Loss of Y chromosome can explain shorter life expectancy, higher cancer risk for men
It is generally well known that men have an overall shorter life expectancy compared to women. A recent study, led by Uppsala University researchers, shows a correlation between a loss of the Y chromosome in blood cells and both a shorter life span and higher mortality from cancer in other organs.
Men have a shorter average life span than women and both the incidence and mortality in cancer is higher in men than in women. However, the mechanisms and possible risk factors behind this sex-disparity are largely unknown. Alterations in DNA of normal cells accumulate throughout our lives and have been linked to diseases such as cancer and diabetes.
In a study recently published in the journal Nature Genetics an international team of researchers has analyzed the DNA in blood samples from a group of more than 1,600 elderly men.
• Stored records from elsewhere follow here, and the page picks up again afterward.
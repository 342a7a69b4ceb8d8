use std::path::Path;

use image::{DynamicImage, ImageReader, RgbImage};
use serde::{Deserialize, Serialize};

use crate::error::{Error, Result};
use crate::geo::PixelRect;

/// A 2D brightness raster, values 0–255 stored as f32, row-major.
/// Row 0 is the top (northern) edge of the image.
#[derive(Debug, Clone, Serialize, Deserialize)]
pub struct BrightnessField {
    pub data: Vec<f32>,
    pub width: usize,
    pub height: usize,
}

impl BrightnessField {
    /// Create a field filled with the given value.
    pub fn new(width: usize, height: usize, fill: f32) -> Self {
        Self {
            data: vec![fill; width * height],
            width,
            height,
        }
    }

    /// Collapse a decoded raster to one brightness scalar per pixel.
    ///
    /// Grayscale inputs use their luma channel; colour inputs use the mean
    /// of R, G and B. Alpha is ignored. 16-bit and float rasters are scaled
    /// to the 0–255 range.
    pub fn from_dynamic(img: &DynamicImage) -> Self {
        let (width, height) = (img.width() as usize, img.height() as usize);
        let data: Vec<f32> = match img {
            DynamicImage::ImageLuma8(_) | DynamicImage::ImageLumaA8(_) => img
                .to_luma8()
                .pixels()
                .map(|p| f32::from(p.0[0]))
                .collect(),
            DynamicImage::ImageLuma16(_) | DynamicImage::ImageLumaA16(_) => img
                .to_luma16()
                .pixels()
                .map(|p| f32::from(p.0[0]) / 257.0)
                .collect(),
            DynamicImage::ImageRgb8(_) | DynamicImage::ImageRgba8(_) => img
                .to_rgb8()
                .pixels()
                .map(|p| {
                    let [r, g, b] = p.0;
                    (u16::from(r) + u16::from(g) + u16::from(b)) as f32 / 3.0
                })
                .collect(),
            _ => img
                .to_rgb32f()
                .pixels()
                .map(|p| {
                    let [r, g, b] = p.0;
                    (r + g + b) / 3.0 * 255.0
                })
                .collect(),
        };
        Self { data, width, height }
    }

    #[inline]
    pub fn get(&self, row: usize, col: usize) -> f32 {
        self.data[row * self.width + col]
    }

    #[inline]
    pub fn set(&mut self, row: usize, col: usize, val: f32) {
        self.data[row * self.width + col] = val;
    }

    pub fn len(&self) -> usize {
        self.data.len()
    }

    pub fn is_empty(&self) -> bool {
        self.data.is_empty()
    }

    /// Mean brightness, 0 for an empty field.
    pub fn mean(&self) -> f32 {
        if self.is_empty() {
            return 0.0;
        }
        (self.data.iter().map(|&v| f64::from(v)).sum::<f64>() / self.len() as f64) as f32
    }

    /// Values inside `rect`, row by row. The rectangle must lie within the field.
    pub fn window(&self, rect: PixelRect) -> impl Iterator<Item = f32> + '_ {
        (rect.y0..rect.y1).flat_map(move |r| {
            let start = r * self.width;
            self.data[start + rect.x0..start + rect.x1].iter().copied()
        })
    }

    /// Mean brightness inside `rect`, 0 for an empty rectangle.
    pub fn window_mean(&self, rect: PixelRect) -> f32 {
        if rect.is_empty() {
            return 0.0;
        }
        let sum: f64 = self.window(rect).map(f64::from).sum();
        (sum / rect.area() as f64) as f32
    }

    /// Drop the top `header_height` rows.
    pub fn without_header(&self, header_height: usize) -> Result<Self> {
        if header_height >= self.height {
            return Err(Error::EmptyImage {
                header_height,
                height: self.height,
            });
        }
        Ok(Self {
            data: self.data[header_height * self.width..].to_vec(),
            width: self.width,
            height: self.height - header_height,
        })
    }

    /// Render as an RGB grayscale raster.
    pub fn to_rgb_image(&self) -> RgbImage {
        let mut img = RgbImage::new(self.width as u32, self.height as u32);
        for (i, px) in img.pixels_mut().enumerate() {
            let c = self.data[i].round().clamp(0.0, 255.0) as u8;
            *px = image::Rgb([c, c, c]);
        }
        img
    }
}

/// A loaded satellite frame: the raster as decoded, for display, and its
/// full-height brightness field, header band included.
#[derive(Debug, Clone)]
pub struct SatelliteImage {
    pub original: RgbImage,
    pub brightness: BrightnessField,
}

impl SatelliteImage {
    /// Decode the image at `path`. The format is sniffed from the content.
    pub fn open(path: impl AsRef<Path>) -> Result<Self> {
        let path = path.as_ref();
        log::info!("Loading image: {}", path.display());
        let reader = ImageReader::open(path)
            .and_then(|r| r.with_guessed_format())
            .map_err(|source| Error::Io {
                path: path.to_path_buf(),
                source,
            })?;
        let img = reader.decode().map_err(|source| Error::Image {
            path: path.to_path_buf(),
            source,
        })?;
        log::debug!("Decoded {}×{} {:?}", img.width(), img.height(), img.color());
        Ok(Self::from_dynamic(&img))
    }

    pub fn from_dynamic(img: &DynamicImage) -> Self {
        Self {
            original: img.to_rgb8(),
            brightness: BrightnessField::from_dynamic(img),
        }
    }

    /// Wrap an in-memory brightness array.
    pub fn from_gray(field: BrightnessField) -> Self {
        Self {
            original: field.to_rgb_image(),
            brightness: field,
        }
    }

    pub fn width(&self) -> usize {
        self.brightness.width
    }

    pub fn height(&self) -> usize {
        self.brightness.height
    }
}

#[cfg(test)]
mod tests {
    use super::*;
    use approx::assert_abs_diff_eq;
    use image::{GrayImage, Luma, Rgb};

    #[test]
    fn rgb_is_reduced_to_channel_mean() {
        let mut img = RgbImage::new(2, 1);
        img.put_pixel(0, 0, Rgb([30, 60, 90]));
        img.put_pixel(1, 0, Rgb([255, 255, 255]));
        let field = BrightnessField::from_dynamic(&DynamicImage::ImageRgb8(img));
        assert_abs_diff_eq!(field.get(0, 0), 60.0);
        assert_abs_diff_eq!(field.get(0, 1), 255.0);
    }

    #[test]
    fn grayscale_is_used_directly() {
        let img = GrayImage::from_pixel(3, 2, Luma([200]));
        let field = BrightnessField::from_dynamic(&DynamicImage::ImageLuma8(img));
        assert_eq!((field.width, field.height), (3, 2));
        assert!(field.data.iter().all(|&v| v == 200.0));
    }

    #[test]
    fn header_rows_are_removed() {
        let mut field = BrightnessField::new(2, 4, 0.0);
        for r in 0..4 {
            for c in 0..2 {
                field.set(r, c, r as f32);
            }
        }
        let data = field.without_header(1).unwrap();
        assert_eq!(data.height, 3);
        assert_eq!(data.len(), 6);
        assert_eq!(data.get(0, 0), 1.0);
        assert_eq!(data.get(2, 1), 3.0);
    }

    #[test]
    fn header_covering_everything_is_an_error() {
        let field = BrightnessField::new(2, 4, 0.0);
        assert!(matches!(
            field.without_header(4),
            Err(Error::EmptyImage { header_height: 4, height: 4 })
        ));
    }

    #[test]
    fn window_mean_covers_only_the_rectangle() {
        let mut field = BrightnessField::new(4, 4, 10.0);
        field.set(1, 1, 50.0);
        let rect = PixelRect::new(1, 1, 3, 3);
        assert_eq!(field.window(rect).count(), 4);
        assert_abs_diff_eq!(field.window_mean(rect), 20.0);
        assert_eq!(field.window_mean(PixelRect::new(2, 2, 2, 4)), 0.0);
    }

    #[test]
    fn missing_file_is_an_io_error() {
        let res = SatelliteImage::open("/nonexistent/frame.jpg");
        assert!(matches!(res, Err(Error::Io { .. })));
    }
}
They found that the most common genetic alteration was a loss of the Y chromosome in a proportion of the white blood cells.
The group of men was studied for many years and the researchers could detect a correlation between the loss of the Y chromosome and shorter survival.
“Men who had lost the Y chromosome in a large proportion of their blood cells had a lower survival, irrespective of cause of death. We could also detect a correlation between loss of the Y chromosome and risk of cancer mortality,” says Lars Forsberg, researcher at the Department of Immunology, Genetics and Pathology, Uppsala University, who has led the study.
The Y chromosome is only present in men and the genes contained on the Y chromosome have so far mostly been associated with sex determination and sperm production.
“You have probably heard before that the Y chromosome is small, insignificant and contains very little genetic information. This is not true. Our results indicate that the Y chromosome has a role in tumour suppression and they might explain why men get cancer more often than women. We believe that analyses of the Y chromosome could in the future become a useful general marker to predict the risk for men to develop cancer,” says Jan Dumanski, professor at the Department of Immunology, Genetics and Pathology, Uppsala.